Segment Start: The records

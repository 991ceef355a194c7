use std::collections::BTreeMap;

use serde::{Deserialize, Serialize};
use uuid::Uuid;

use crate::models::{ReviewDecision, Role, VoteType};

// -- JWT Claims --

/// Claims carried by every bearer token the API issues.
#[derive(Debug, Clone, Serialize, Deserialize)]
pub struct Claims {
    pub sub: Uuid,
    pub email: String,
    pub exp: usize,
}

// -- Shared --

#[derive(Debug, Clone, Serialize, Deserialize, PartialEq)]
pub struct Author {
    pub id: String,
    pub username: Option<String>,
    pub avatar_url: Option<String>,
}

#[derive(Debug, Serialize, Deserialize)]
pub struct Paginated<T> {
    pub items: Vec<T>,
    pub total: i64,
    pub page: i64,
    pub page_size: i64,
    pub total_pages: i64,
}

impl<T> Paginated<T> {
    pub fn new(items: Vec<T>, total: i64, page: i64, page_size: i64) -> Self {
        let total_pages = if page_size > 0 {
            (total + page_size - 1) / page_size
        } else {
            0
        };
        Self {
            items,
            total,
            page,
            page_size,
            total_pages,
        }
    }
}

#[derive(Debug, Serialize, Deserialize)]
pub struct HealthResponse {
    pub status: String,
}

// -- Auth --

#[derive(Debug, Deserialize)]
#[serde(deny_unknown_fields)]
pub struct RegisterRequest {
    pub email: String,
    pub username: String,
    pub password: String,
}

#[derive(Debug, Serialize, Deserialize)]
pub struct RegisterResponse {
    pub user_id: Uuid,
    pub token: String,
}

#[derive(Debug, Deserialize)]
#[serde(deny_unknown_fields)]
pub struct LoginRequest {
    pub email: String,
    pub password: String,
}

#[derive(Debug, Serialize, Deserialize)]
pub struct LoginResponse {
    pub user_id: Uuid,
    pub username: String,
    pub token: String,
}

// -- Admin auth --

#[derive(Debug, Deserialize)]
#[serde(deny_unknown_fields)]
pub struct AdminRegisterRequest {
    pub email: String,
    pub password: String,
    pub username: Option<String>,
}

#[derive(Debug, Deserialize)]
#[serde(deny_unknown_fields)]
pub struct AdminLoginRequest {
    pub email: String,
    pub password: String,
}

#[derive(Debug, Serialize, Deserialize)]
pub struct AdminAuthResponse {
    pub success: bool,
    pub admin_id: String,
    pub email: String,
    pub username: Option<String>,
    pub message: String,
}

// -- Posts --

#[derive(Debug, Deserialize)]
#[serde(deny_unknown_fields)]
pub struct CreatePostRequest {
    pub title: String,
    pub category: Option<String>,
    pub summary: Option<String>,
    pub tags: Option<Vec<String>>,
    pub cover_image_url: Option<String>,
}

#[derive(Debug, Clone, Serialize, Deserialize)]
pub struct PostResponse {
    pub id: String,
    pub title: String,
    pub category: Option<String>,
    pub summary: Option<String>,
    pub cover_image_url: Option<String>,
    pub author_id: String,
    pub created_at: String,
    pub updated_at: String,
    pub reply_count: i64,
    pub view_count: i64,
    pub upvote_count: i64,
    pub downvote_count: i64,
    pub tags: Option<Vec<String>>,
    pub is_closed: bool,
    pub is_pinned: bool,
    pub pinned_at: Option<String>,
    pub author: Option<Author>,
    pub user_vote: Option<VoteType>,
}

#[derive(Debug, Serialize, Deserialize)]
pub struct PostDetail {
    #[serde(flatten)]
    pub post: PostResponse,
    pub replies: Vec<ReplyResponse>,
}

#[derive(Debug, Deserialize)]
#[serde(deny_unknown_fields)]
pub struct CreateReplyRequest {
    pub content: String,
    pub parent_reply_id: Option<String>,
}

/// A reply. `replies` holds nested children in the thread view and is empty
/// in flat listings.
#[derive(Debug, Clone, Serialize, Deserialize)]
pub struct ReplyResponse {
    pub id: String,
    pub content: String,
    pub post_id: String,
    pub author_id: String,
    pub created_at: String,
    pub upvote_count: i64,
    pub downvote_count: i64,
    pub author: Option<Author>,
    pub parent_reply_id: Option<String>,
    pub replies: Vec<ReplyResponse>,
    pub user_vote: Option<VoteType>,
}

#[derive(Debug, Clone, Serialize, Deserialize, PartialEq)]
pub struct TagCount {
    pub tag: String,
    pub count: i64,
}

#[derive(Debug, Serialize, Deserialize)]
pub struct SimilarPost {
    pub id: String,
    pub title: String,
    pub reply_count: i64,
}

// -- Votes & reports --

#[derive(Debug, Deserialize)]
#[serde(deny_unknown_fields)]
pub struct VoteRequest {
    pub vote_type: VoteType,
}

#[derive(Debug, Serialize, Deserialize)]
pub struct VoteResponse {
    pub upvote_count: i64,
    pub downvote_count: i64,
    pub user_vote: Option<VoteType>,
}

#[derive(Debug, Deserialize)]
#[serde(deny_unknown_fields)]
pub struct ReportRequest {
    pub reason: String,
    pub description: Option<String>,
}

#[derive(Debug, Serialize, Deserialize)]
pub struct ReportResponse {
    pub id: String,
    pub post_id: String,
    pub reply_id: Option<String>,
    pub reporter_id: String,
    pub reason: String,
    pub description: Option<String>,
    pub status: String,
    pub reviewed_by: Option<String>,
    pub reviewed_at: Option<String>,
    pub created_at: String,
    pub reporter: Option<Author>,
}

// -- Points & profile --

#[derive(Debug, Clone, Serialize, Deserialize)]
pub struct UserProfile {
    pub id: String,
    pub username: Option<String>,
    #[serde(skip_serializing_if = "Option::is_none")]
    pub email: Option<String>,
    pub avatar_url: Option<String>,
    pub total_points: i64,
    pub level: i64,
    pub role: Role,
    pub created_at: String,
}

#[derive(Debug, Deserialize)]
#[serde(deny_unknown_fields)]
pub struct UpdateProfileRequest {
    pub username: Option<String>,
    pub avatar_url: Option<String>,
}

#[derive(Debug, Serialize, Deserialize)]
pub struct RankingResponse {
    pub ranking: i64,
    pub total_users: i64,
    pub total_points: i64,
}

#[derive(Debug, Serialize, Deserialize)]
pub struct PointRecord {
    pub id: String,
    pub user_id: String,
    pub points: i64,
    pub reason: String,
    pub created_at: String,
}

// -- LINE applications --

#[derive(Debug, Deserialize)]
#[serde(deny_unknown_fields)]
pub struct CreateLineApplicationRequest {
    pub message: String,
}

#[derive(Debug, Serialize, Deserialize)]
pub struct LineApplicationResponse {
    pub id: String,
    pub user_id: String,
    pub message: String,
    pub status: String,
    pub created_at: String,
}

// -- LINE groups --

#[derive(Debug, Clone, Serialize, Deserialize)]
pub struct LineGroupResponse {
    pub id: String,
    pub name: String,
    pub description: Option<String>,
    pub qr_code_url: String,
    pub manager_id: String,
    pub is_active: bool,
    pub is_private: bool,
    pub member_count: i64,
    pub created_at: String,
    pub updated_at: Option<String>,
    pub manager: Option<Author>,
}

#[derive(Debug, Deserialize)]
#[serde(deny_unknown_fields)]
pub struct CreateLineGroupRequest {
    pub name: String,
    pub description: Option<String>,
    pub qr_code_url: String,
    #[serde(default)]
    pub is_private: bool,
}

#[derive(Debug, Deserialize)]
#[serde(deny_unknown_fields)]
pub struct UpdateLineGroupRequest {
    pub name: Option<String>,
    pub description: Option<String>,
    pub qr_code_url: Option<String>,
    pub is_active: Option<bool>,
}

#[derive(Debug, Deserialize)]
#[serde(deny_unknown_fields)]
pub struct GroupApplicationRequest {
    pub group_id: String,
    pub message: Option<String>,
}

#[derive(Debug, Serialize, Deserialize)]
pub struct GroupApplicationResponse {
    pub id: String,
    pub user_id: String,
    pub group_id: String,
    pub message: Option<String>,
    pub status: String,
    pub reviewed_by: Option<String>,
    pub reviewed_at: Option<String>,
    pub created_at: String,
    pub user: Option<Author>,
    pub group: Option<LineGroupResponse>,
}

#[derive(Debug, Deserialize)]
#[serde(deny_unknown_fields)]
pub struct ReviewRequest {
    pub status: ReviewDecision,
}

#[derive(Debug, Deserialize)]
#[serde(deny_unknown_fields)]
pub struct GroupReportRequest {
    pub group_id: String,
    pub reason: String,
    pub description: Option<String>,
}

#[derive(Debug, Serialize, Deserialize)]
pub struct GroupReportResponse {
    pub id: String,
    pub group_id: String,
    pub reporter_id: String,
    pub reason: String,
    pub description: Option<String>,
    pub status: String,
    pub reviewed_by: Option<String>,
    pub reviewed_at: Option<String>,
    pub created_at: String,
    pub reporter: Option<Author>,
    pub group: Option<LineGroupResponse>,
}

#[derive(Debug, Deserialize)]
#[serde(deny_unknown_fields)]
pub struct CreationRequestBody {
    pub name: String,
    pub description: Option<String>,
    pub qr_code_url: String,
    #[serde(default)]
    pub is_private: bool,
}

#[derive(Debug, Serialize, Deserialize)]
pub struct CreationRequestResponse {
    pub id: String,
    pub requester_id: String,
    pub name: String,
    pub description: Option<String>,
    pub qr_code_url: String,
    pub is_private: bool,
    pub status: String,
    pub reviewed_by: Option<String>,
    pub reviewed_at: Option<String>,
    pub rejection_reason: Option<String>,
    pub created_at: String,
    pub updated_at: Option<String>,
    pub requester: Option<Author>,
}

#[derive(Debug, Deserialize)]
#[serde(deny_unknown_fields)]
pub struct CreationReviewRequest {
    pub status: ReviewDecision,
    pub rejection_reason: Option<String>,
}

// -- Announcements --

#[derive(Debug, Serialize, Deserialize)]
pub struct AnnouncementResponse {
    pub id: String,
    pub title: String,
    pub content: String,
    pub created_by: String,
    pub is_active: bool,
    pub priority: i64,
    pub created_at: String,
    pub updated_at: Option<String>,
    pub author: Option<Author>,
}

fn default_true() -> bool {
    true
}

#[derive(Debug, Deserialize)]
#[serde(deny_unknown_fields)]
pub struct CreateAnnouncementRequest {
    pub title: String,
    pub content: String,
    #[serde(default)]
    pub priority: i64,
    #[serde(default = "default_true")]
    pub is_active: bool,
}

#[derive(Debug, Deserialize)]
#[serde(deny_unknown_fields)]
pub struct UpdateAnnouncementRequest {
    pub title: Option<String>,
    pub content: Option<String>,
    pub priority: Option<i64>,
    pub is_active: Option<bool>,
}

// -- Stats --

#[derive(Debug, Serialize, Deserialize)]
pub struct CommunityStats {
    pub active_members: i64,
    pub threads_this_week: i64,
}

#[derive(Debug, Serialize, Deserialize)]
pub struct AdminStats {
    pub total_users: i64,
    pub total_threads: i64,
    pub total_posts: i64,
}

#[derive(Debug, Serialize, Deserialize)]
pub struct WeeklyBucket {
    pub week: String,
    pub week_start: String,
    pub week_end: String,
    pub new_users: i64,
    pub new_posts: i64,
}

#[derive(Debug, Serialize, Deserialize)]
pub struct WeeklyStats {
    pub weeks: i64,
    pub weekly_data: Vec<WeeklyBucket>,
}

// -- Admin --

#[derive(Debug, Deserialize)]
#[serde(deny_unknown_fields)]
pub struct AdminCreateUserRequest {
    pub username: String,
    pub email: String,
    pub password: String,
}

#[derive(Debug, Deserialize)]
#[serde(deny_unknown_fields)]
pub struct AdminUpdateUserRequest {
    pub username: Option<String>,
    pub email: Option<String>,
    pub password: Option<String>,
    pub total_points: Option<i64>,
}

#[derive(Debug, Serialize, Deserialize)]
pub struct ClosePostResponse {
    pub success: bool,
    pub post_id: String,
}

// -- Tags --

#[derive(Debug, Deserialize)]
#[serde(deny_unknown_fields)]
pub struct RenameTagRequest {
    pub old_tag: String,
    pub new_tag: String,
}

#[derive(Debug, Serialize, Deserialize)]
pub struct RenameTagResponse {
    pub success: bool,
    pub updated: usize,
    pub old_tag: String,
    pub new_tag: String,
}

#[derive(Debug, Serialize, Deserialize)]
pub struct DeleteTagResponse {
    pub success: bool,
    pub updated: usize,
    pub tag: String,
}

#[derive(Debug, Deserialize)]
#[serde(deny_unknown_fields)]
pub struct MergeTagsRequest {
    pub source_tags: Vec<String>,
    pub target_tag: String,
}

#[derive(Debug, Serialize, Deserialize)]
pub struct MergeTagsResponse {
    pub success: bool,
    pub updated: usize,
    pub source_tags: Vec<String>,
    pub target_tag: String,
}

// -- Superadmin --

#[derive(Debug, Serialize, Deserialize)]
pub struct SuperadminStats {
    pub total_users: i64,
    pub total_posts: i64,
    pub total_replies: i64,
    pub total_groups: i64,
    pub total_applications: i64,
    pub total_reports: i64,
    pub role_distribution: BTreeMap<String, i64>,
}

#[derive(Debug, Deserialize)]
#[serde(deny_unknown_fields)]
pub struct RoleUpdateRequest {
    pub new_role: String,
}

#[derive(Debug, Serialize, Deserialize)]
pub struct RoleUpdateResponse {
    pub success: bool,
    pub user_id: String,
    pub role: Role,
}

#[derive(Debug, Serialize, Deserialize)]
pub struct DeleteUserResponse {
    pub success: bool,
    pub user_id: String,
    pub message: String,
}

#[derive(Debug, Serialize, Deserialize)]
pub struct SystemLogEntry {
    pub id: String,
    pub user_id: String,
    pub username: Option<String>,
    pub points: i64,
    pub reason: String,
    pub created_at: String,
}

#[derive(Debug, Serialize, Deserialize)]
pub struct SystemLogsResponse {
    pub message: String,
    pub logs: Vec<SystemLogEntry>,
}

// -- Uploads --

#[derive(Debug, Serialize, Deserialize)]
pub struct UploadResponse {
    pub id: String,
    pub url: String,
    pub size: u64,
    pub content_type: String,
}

Segment End: The records

Determine how many lines of the data contain the word "Uuid", and reply with that number only.

### Written reply
4